I passaggi su membrana possono concentrare la frazione che interessa, da utilizzare sia come ingrediente, sia come concentrato a sé. È il caso delle proteine del siero, utilizzate per esempio come integratori durante attività sportiva agonistica. La concentrazione delle proteine del siero separate per membrana, associata a un trattamento termico e a un’azione meccanica, permette invece di ottenere particelle proteiche, che vengono impiegate per esempio per dare la percezione della presenza di grasso anche al latte scremato. Questo stesso processo è oggi utilizzato nei prodotti caseari “light”, che diventano così gradevoli dal punto di vista della struttura e del gusto.
COMPOSTI FUNZIONALI.
L’ultimo aspetto è l’arricchimento con composti funzionali: bisogna garantirne sia la stabilità per tutta la durata del Shelf life sia, soprattutto, l’assimilazione, se necessario anche dilazionata. In queste produzioni intervengono le tecniche di micro o nano-incapsulazione a cui si accennava all’inizio. Nel caso di microorganismi probiotici come i lattobacilli o i bifidobatteri, molto sensibili al trattamento termico, si può utilizzare l’aggregazione delle proteine attorno al probiotico, ottenuta con l’aggiunta di quantità importanti di ioni calcio liberi: questa sorta di involucro protegge il probiotico dai successivi trattamenti termici.
YOGURT.
Infine, due parole sullo yogurt. Lo yogurt “greco” ha oggi molto successo tra i consumatori, con un’impennata delle quote di vendita. È uno yogurt ottenuto tramite colatura. Che cosa significa? Il nostro yogurt è ottenuto da un’iniziale concentrazione del latte ma senza l’eliminazione della fase sierosa dopo la fermentazione. Invece, nella produzione dello yogurt greco, dopo la fermentazione si procede alla separazione del siero, tramite centrifugazione o colatura La consistenza e il sapore dello yogurt greco sono infatti diversi dallo yogurt tradizionale. La quantità di sottoprodotto sieroso che dev’essere eliminata, o riutilizzata, è importante e merita attenzione da parte della ricerca industriale alimentare.
CONCLUSIONI.
Dove sta andando la ricerca? Ci sono proposte di ogni genere, anche abbastanza improbabili. Un esempio: all’MIT (Massachusetts Institute of Technology) di Boston un gruppo di giovani ricercatori sta studiando un latte vegano biotech, ottenuto isolando il DNA delle proteine del latte, trasferendole in un lievito per la sintesi, aggiungendo poi acqua e olio ottenuti secondo tutte le regole dell’alimentazione vegana. Questo dovrebbe essere il prodotto base per latticini vegani. È un progetto che va considerato con beneficio di inventario, perché la ricchezza del latte, così come ce lo fornisce la Natura, è tale da non poter essere messa in discussione.

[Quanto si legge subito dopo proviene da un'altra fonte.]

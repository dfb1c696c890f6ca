//! Retry policy with clamped bounds and capped exponential backoff

use std::time::Duration;

/// Upper bound for `max_retries`.
pub const MAX_RETRIES_CAP: u32 = 10;

/// Floor for the first backoff delay.
pub const MIN_INITIAL_DELAY: Duration = Duration::from_millis(100);

/// No single backoff sleep exceeds this.
pub const MAX_DELAY: Duration = Duration::from_secs(30);

#[derive(Debug, Clone, Copy, PartialEq, Eq)]
pub struct RetryPolicy {
    pub max_retries: u32,
    pub initial_delay: Duration,
    pub max_delay: Duration,
}

impl RetryPolicy {
    /// Build a policy from raw user input.
    ///
    /// `max_retries` is clamped to `0..=10` (negative becomes 0) and
    /// `initial_delay` is raised to at least 100ms.
    #[must_use]
    pub fn new(max_retries: i64, initial_delay: Duration) -> Self {
        let max_retries = u32::try_from(max_retries.clamp(0, i64::from(MAX_RETRIES_CAP)))
            .unwrap_or(MAX_RETRIES_CAP);
        Self {
            max_retries,
            initial_delay: initial_delay.max(MIN_INITIAL_DELAY),
            max_delay: MAX_DELAY,
        }
    }

    /// No retries at all.
    #[must_use]
    pub fn none() -> Self {
        Self::new(0, MIN_INITIAL_DELAY)
    }

    /// Sleep before the retry that follows attempt `attempt` (0-based):
    /// `min(initial_delay * 2^attempt, max_delay)`.
    #[must_use]
    pub fn delay_for(&self, attempt: u32) -> Duration {
        let factor = 1u32.checked_shl(attempt).unwrap_or(u32::MAX);
        self.initial_delay
            .saturating_mul(factor)
            .min(self.max_delay)
    }
}

impl Default for RetryPolicy {
    fn default() -> Self {
        Self::new(3, MIN_INITIAL_DELAY)
    }
}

LATTE E YOGURT IRRINUNCIABILI NELLE ETÀ DELLO SVILUPPO
A cura di Elvira Verduci, Dipartimento Scienze della Salute, Università di Milano
Da sempre, i pediatri che si occupano di nutrizione (tra questi tutti coloro che, come me, si sono formati alla Scuola del professor Marcello Giovannini, un riferimento nutrizionale pediatrico tra i più noti a livello internazionale) sostengono il ruolo del latte nell’alimentazione dalla nascita ai 18 anni, per l’apporto di proteine nobili (più facilmente utilizzate dall’organismo), vitamine liposolubili (vitamina A), vitamine del gruppo B e minerali (calcio soprattutto). Tutti i pediatri della SIP (Società Italiana di Pediatria) e della SINU (Società Italiana di Nutrizione Umana), proprio su questo versante, sono impegnati a promuovere le corrette conoscenze su latte e latticini, per arginare la moda attuale delle diete fai-da-te, che prevedono l’esclusione di un alimento, o di un gruppo di alimenti e che sono spesso adottate anche nelle età dello sviluppo.
Nel primo anno di vita, in caso di mancanza di latte materno, è sconsigliabile l’utilizzo di latte vaccino per gli squilibri nutrizionali (in particolare l’eccesso proteico) che comporterebbe: è quindi consigliabile la scelta di un latte formulato. Nelle fasi successive in particolare dall’ età prescolare, ci si può riferire, per la scelta degli alimenti che devono essere presenti nella dieta di un bambino, alla Piramide alimentare transculturale (reperibile sul sito della SIP). Questa infatti tiene conto delle diverse culture alimentari presenti nel nostro paese e non esclude latte e latticini. Anzi. In tutte le Piramidi alimentari, che siano per i bambini o per gli adulti, il consumo quotidiano di latte e derivati ha un ruolo importante.
Ancora, le Società Scientifiche sono concordi nell’indicare il consumo di 2 porzioni di latte e/o yogurt al giorno in un’alimentazione che fornisca almeno 1700 calorie quotidiane. Anche nel bambino si consiglia un’assunzione di 2 porzioni giornaliere. Con “porzione” si intende un bicchiere di latte (da 125 ml) o un vasetto di yogurt (da 125 g). Quanto ai formaggi, sono ormai ritenute ottimali 2 porzioni a settimana. In questo caso con porzione si intendono 100 g di formaggio molle o 50 g di formaggio stagionato. Nel bambino, dall’età scolare fino ai 12 anni, la porzione di formaggio è di circa 50 g.
La prima colazione, lo spuntino e la merenda pomeridiana sono i momenti migliori per assumere latte e yogurt. La prima colazione bilanciata, infatti, deve fornire almeno il 15% delle calorie giornaliere (il 20% se non si prevede lo spuntino di metà mattina) e dev’essere basata su cereali (meglio se integrali), frutta (fresca, spremuta, marmellata) e latte, o yogurt. Merenda e spuntino pomeridiano permettono di scegliere il momento più gradito e comodo per completare il consumo raccomandato.
Queste raccomandazioni si inseriscono bene anche nel controllo di sovrappeso e obesità infantili, tra le maggiori emergenze sanitarie del nostro paese, come è stato confermato anche dai dati 2014 dell’indagine biennale OKkio alla salute. L’Italia è infatti tra i paesi europei a maggior prevalenza di sovrappeso e obesità infantili e, proprio tra i bambini, emergono i tipici errori alimentari alla base dell’eccesso ponderale, a iniziare dall’assenza (10%) o dall’inadeguatezza (30%) della prima colazione, quindi senza apporto di latte/yogurt associati a cereali e a frutta.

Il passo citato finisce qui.